Dataset entries:
--- START ---

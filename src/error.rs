// src/error.rs

use axum::{
    Json,
    http::StatusCode,
    response::{IntoResponse, Response},
};
use serde_json::json;
use std::fmt;

use crate::services::scoring::ScoringError;

/// Global Application Error Enum.
/// Centralizes error handling and mapping to HTTP responses.
#[derive(Debug)]
pub enum AppError {
    // 500 Internal Server Error
    InternalServerError(String),

    // 400 Bad Request
    BadRequest(String),

    // 401 Unauthorized
    AuthError(String),

    // 403 Forbidden
    Forbidden(String),

    // 404 Not Found
    NotFound(String),

    // 409 Conflict (e.g., duplicate email or nickname)
    Conflict(String),
}

impl fmt::Display for AppError {
    fn fmt(&self, f: &mut fmt::Formatter<'_>) -> fmt::Result {
        write!(f, "{:?}", self)
    }
}

impl std::error::Error for AppError {}

/// Implements `IntoResponse` for `AppError`.
/// Converts the error into a JSON response with appropriate HTTP status code.
impl IntoResponse for AppError {
    fn into_response(self) -> Response {
        let (status, error_message) = match self {
            AppError::InternalServerError(msg) => {
                tracing::error!("Internal Server Error: {}", msg);
                (
                    StatusCode::INTERNAL_SERVER_ERROR,
                    "Internal Server Error".to_string(),
                )
            }
            AppError::BadRequest(msg) => (StatusCode::BAD_REQUEST, msg),
            AppError::AuthError(msg) => (StatusCode::UNAUTHORIZED, msg),
            AppError::Forbidden(msg) => (StatusCode::FORBIDDEN, msg),
            AppError::NotFound(msg) => (StatusCode::NOT_FOUND, msg),
            AppError::Conflict(msg) => (StatusCode::CONFLICT, msg),
        };
        let body = Json(json!({
            "error": error_message,
        }));

        (status, body).into_response()
    }
}

/// Converts `sqlx::Error` into `AppError::InternalServerError`.
/// Allows using `?` operator on database queries.
impl From<sqlx::Error> for AppError {
    fn from(err: sqlx::Error) -> Self {
        AppError::InternalServerError(err.to_string())
    }
}

impl From<serde_json::Error> for AppError {
    fn from(err: serde_json::Error) -> Self {
        AppError::BadRequest(err.to_string())
    }
}

impl From<validator::ValidationErrors> for AppError {
    fn from(err: validator::ValidationErrors) -> Self {
        AppError::BadRequest(err.to_string())
    }
}

impl From<ScoringError> for AppError {
    fn from(err: ScoringError) -> Self {
        AppError::BadRequest(err.to_string())
    }
}

/// Returns true when the database rejected a write because of a UNIQUE constraint.
pub fn is_unique_violation(err: &sqlx::Error) -> bool {
    match err {
        sqlx::Error::Database(db_err) => db_err.is_unique_violation(),
        _ => false,
    }
}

--- END ---

Say, as a bare number, how many lines in the entries above include the string "NotFound".

2